Orser's other top pupil, Javier Fernández, is 25 and at a different stage of his career. The Spanish world champion can do a quad loop, Orser said, but prefers to stick with quad toe and salchow, and work on his choreography and spins.

"Javi is happy to see the other guys do the flips and the loops, and he'll just say, 'I'm sticking with what I do well,'" Orser said. "That's his strategy. I know he can do quad loop, and I've talked to him about it, and he's just not that into it. But Yuzu -- he's still young, he's still developing. He wants to try everything."

Patrick Chan, who defeated Hanyu at Skate Canada last season, is also upping his technical ante, adding a quad salchow to his free skate. He already does two quad toes.

"He just needs to believe he can do it, because he really can do everything," Chan's coach, Marina Zoueva, said. "Today he made a statement: He did two different quads (toe and salchow) beautifully, which is very amazing. Patrick is coming back."

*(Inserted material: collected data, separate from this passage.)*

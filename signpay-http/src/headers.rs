//! HTTP header encoding and decoding for payment messages.
//!
//! Handles the base64-encoded JSON payloads carried in the `X-PAYMENT`
//! request header and the `X-PAYMENT-RESPONSE` response header.

use http::HeaderValue;
use signpay::proto::v1::PaymentPayload;
use signpay::proto::{Base64Bytes, SettleResponse};

/// Errors that can occur during header encoding/decoding.
#[derive(Debug, thiserror::Error)]
pub enum HeaderError {
    /// Base64 decoding failed.
    #[error("invalid base64: {0}")]
    Base64(#[from] base64::DecodeError),

    /// JSON serialization/deserialization failed.
    #[error("invalid JSON: {0}")]
    Json(#[from] serde_json::Error),

    /// The encoded bytes are not a valid HTTP header value.
    #[error("invalid header value: {0}")]
    Value(#[from] http::header::InvalidHeaderValue),
}

/// Decodes an `X-PAYMENT` header value into a [`PaymentPayload`].
///
/// # Errors
///
/// Returns [`HeaderError`] on base64 or JSON decode failure.
pub fn decode_payment_payload(header_value: &[u8]) -> Result<PaymentPayload, HeaderError> {
    let bytes = Base64Bytes::from(header_value).decode()?;
    Ok(serde_json::from_slice(&bytes)?)
}

/// Encodes a [`SettleResponse`] as a base64 `X-PAYMENT-RESPONSE` header
/// value.
///
/// # Errors
///
/// Returns [`HeaderError`] if JSON serialization or header-value
/// construction fails.
pub fn encode_settle_response(response: &SettleResponse) -> Result<HeaderValue, HeaderError> {
    let json = serde_json::to_vec(response)?;
    let encoded = Base64Bytes::encode(json);
    Ok(HeaderValue::from_bytes(encoded.as_ref())?)
}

If he wants to compete for gold against the likes of Hanyu, Fernández, Uno and others, Canada's three-time world champion has little choice. A few years ago, he could win a world title with a fall or two; at the world championships last season, he placed fifth, his lowest finish at the event since his debut in 2008.

"I'm just going to go step by step, and maybe if I can do a quad flip later in the year, that's awesome," Chan told reporters Thursday. "But right now, I just want to be able to do two quad toes, a quad sal, two triple axels in the long program, and I think that will be enough to challenge for the podium."

Chan worked on quad salchow with a previous coach, Christy Krall, during the 2011-12 season, and he thought about adding it to his programs this year. Training alongside the 17-year-old Chen in Zoueva's group in Canton, Michigan, pushed him to revisit the jump.

"Nathan trains with me, and he is the epitome of what skating has become," Chan said. "I see how technically stronger he is than I am; I've learned to accept it and just be amazed by the ability of these kids. It's motivated me to do quad sal and to put it in this early in the season."